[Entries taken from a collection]
*** Begin section ***
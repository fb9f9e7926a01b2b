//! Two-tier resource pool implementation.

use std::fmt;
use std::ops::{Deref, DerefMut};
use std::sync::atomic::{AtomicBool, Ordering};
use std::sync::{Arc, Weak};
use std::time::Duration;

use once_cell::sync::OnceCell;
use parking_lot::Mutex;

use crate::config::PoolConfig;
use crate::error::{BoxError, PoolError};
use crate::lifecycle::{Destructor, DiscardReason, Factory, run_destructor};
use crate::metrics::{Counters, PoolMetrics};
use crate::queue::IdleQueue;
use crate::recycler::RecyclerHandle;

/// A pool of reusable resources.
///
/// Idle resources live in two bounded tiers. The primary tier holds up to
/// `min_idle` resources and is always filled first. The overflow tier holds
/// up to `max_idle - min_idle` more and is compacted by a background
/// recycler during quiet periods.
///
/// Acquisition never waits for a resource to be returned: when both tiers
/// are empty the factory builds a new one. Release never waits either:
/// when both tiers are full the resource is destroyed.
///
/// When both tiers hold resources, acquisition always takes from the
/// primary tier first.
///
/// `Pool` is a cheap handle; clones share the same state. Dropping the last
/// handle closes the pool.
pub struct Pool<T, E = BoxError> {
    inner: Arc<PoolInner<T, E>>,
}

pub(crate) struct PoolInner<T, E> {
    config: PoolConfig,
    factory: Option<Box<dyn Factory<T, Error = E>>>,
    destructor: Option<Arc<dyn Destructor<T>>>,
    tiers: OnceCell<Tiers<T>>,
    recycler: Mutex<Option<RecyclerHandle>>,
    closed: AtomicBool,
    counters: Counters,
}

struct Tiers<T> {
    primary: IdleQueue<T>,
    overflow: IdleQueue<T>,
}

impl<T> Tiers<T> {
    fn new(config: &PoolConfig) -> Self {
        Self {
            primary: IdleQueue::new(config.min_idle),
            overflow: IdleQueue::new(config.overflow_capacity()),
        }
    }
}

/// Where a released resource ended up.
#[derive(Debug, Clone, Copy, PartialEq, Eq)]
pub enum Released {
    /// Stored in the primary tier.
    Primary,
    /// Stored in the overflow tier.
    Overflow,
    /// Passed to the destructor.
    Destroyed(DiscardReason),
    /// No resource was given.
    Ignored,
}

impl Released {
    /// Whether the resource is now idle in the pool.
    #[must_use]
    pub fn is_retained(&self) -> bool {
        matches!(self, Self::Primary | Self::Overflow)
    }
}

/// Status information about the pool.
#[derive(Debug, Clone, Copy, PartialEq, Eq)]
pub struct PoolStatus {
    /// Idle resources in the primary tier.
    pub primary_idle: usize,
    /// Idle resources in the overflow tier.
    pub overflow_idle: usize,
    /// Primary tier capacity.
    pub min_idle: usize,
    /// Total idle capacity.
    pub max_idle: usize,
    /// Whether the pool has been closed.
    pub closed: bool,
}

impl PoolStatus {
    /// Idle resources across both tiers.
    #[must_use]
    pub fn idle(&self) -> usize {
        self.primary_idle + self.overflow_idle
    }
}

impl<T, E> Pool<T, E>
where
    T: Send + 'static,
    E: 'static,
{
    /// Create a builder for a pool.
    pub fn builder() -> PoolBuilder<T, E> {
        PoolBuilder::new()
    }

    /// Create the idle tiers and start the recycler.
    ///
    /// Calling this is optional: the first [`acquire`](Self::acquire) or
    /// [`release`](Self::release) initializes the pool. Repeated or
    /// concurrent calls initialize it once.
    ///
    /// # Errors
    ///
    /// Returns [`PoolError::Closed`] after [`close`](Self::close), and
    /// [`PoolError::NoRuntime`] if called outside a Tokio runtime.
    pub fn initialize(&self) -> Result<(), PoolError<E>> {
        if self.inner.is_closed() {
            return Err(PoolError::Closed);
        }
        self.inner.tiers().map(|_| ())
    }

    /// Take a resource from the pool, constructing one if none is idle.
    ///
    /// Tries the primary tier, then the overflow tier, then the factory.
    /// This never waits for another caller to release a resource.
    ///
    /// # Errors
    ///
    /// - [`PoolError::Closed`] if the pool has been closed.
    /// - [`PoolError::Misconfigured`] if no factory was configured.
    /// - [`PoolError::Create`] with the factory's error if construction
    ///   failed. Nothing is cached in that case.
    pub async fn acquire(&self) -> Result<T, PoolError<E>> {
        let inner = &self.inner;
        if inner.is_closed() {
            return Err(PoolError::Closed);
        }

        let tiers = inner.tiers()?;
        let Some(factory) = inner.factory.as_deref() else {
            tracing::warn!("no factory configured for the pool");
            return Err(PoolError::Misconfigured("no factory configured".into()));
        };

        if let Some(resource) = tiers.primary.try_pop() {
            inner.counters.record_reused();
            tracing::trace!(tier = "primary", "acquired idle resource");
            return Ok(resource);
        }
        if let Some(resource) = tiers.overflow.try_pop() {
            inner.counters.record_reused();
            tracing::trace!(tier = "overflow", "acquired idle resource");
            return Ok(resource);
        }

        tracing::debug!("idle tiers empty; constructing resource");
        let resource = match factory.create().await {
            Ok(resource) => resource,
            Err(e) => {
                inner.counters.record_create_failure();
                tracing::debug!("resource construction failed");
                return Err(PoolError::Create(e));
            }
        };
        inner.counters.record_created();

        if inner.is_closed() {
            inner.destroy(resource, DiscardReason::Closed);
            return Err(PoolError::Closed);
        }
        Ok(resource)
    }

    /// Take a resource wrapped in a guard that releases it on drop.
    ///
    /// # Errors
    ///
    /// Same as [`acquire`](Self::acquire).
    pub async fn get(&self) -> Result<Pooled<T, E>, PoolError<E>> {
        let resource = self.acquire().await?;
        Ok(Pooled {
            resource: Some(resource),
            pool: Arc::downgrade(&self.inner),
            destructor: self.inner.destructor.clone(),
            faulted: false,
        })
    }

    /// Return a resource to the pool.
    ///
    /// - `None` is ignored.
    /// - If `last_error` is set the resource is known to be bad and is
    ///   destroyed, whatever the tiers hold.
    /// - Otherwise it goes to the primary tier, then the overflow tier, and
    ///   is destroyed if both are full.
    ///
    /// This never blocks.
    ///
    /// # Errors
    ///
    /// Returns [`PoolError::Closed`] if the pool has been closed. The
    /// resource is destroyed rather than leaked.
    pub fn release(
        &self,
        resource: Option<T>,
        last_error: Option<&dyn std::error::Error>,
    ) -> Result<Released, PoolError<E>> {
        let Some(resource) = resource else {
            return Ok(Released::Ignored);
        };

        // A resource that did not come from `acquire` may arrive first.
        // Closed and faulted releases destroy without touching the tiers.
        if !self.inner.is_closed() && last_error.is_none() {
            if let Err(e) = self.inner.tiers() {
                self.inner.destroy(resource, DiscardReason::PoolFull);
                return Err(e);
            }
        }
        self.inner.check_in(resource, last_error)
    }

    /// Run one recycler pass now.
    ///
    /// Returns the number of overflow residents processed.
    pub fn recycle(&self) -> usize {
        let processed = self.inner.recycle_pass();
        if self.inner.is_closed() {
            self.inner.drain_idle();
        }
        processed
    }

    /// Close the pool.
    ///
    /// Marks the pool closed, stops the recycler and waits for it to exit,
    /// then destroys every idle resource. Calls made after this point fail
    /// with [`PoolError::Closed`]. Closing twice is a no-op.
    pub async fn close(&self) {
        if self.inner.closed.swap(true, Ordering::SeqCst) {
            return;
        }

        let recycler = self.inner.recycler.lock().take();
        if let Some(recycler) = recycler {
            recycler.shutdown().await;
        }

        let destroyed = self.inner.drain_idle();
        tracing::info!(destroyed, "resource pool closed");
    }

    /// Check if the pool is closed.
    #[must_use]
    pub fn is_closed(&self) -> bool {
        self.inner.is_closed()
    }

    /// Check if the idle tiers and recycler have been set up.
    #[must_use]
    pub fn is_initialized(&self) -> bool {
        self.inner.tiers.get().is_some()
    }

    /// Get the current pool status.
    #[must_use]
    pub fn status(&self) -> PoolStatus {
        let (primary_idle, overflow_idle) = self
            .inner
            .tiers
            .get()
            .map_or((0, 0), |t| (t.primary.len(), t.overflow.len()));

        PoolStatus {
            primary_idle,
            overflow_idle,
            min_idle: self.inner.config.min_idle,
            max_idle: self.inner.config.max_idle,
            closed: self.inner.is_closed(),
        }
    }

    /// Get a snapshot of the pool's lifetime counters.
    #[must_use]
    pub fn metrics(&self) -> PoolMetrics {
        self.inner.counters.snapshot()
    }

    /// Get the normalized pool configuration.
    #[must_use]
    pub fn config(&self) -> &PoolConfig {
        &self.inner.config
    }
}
*** End section ***
*** Begin section ***
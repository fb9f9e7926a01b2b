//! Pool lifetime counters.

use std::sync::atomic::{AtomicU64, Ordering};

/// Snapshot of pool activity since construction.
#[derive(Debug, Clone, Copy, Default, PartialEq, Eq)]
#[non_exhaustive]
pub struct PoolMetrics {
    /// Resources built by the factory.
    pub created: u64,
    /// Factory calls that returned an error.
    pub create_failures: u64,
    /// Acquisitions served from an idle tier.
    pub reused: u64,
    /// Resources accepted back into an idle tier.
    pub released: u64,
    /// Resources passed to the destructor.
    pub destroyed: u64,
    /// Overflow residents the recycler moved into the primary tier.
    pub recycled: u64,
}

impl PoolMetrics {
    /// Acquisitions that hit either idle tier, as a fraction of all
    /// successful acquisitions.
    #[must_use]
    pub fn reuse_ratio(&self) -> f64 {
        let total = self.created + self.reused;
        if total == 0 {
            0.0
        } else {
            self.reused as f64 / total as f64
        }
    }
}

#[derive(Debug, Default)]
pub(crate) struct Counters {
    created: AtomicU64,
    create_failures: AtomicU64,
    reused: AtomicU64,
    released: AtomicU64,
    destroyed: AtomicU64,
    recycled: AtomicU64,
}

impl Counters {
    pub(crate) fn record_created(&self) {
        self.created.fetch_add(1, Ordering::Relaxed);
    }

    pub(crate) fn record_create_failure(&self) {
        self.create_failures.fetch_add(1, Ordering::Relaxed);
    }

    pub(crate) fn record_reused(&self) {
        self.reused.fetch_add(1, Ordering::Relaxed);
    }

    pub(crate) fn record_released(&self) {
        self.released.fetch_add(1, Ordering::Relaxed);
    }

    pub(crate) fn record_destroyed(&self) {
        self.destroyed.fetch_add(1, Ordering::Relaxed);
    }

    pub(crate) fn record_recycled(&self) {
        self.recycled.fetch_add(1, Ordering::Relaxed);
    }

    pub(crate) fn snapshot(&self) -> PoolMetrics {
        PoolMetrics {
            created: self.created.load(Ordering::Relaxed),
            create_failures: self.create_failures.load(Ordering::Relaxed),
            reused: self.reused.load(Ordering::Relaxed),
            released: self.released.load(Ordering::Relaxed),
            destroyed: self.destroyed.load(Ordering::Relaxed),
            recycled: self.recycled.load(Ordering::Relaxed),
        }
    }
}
*** End section ***
*** Begin section ***
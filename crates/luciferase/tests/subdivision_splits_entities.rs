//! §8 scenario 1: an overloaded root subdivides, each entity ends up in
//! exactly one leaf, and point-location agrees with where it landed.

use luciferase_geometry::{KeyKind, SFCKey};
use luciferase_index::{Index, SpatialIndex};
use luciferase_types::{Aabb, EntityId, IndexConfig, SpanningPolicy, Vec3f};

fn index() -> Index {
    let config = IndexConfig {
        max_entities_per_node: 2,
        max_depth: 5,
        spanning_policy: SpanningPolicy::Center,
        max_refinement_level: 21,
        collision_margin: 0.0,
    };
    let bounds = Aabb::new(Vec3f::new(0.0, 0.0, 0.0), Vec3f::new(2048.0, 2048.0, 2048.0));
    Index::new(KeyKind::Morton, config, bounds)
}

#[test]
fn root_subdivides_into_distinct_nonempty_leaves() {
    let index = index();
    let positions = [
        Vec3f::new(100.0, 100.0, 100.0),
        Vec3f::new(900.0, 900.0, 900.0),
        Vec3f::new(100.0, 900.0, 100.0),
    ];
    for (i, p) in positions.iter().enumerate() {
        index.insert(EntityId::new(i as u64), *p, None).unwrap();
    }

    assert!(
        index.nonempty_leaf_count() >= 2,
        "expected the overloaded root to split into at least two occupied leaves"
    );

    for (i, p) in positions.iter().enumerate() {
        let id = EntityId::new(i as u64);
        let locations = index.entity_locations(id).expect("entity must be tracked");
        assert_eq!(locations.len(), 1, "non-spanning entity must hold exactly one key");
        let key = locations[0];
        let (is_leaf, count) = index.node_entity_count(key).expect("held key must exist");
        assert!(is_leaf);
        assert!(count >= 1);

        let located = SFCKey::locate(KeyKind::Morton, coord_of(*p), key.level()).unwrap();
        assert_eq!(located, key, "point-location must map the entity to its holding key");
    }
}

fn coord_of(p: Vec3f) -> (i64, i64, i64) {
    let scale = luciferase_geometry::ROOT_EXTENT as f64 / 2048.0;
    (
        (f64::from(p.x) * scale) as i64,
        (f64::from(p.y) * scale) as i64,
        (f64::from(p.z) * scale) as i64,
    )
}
*** End section ***
EXERCISE DIRECTIONS -
All that is wanted is a faithful reproduction of the line above with "pub fn is_retained(&self)", the line with "pool. Repeated or", and every line in between.

EXERCISE RESULT -
    pub fn is_retained(&self) -> bool {
        matches!(self, Self::Primary | Self::Overflow)
    }
}

/// Status information about the pool.
#[derive(Debug, Clone, Copy, PartialEq, Eq)]
pub struct PoolStatus {
    /// Idle resources in the primary tier.
    pub primary_idle: usize,
    /// Idle resources in the overflow tier.
    pub overflow_idle: usize,
    /// Primary tier capacity.
    pub min_idle: usize,
    /// Total idle capacity.
    pub max_idle: usize,
    /// Whether the pool has been closed.
    pub closed: bool,
}

impl PoolStatus {
    /// Idle resources across both tiers.
    #[must_use]
    pub fn idle(&self) -> usize {
        self.primary_idle + self.overflow_idle
    }
}

impl<T, E> Pool<T, E>
where
    T: Send + 'static,
    E: 'static,
{
    /// Create a builder for a pool.
    pub fn builder() -> PoolBuilder<T, E> {
        PoolBuilder::new()
    }

    /// Create the idle tiers and start the recycler.
    ///
    /// Calling this is optional: the first [`acquire`](Self::acquire) or
    /// [`release`](Self::release) initializes the pool. Repeated or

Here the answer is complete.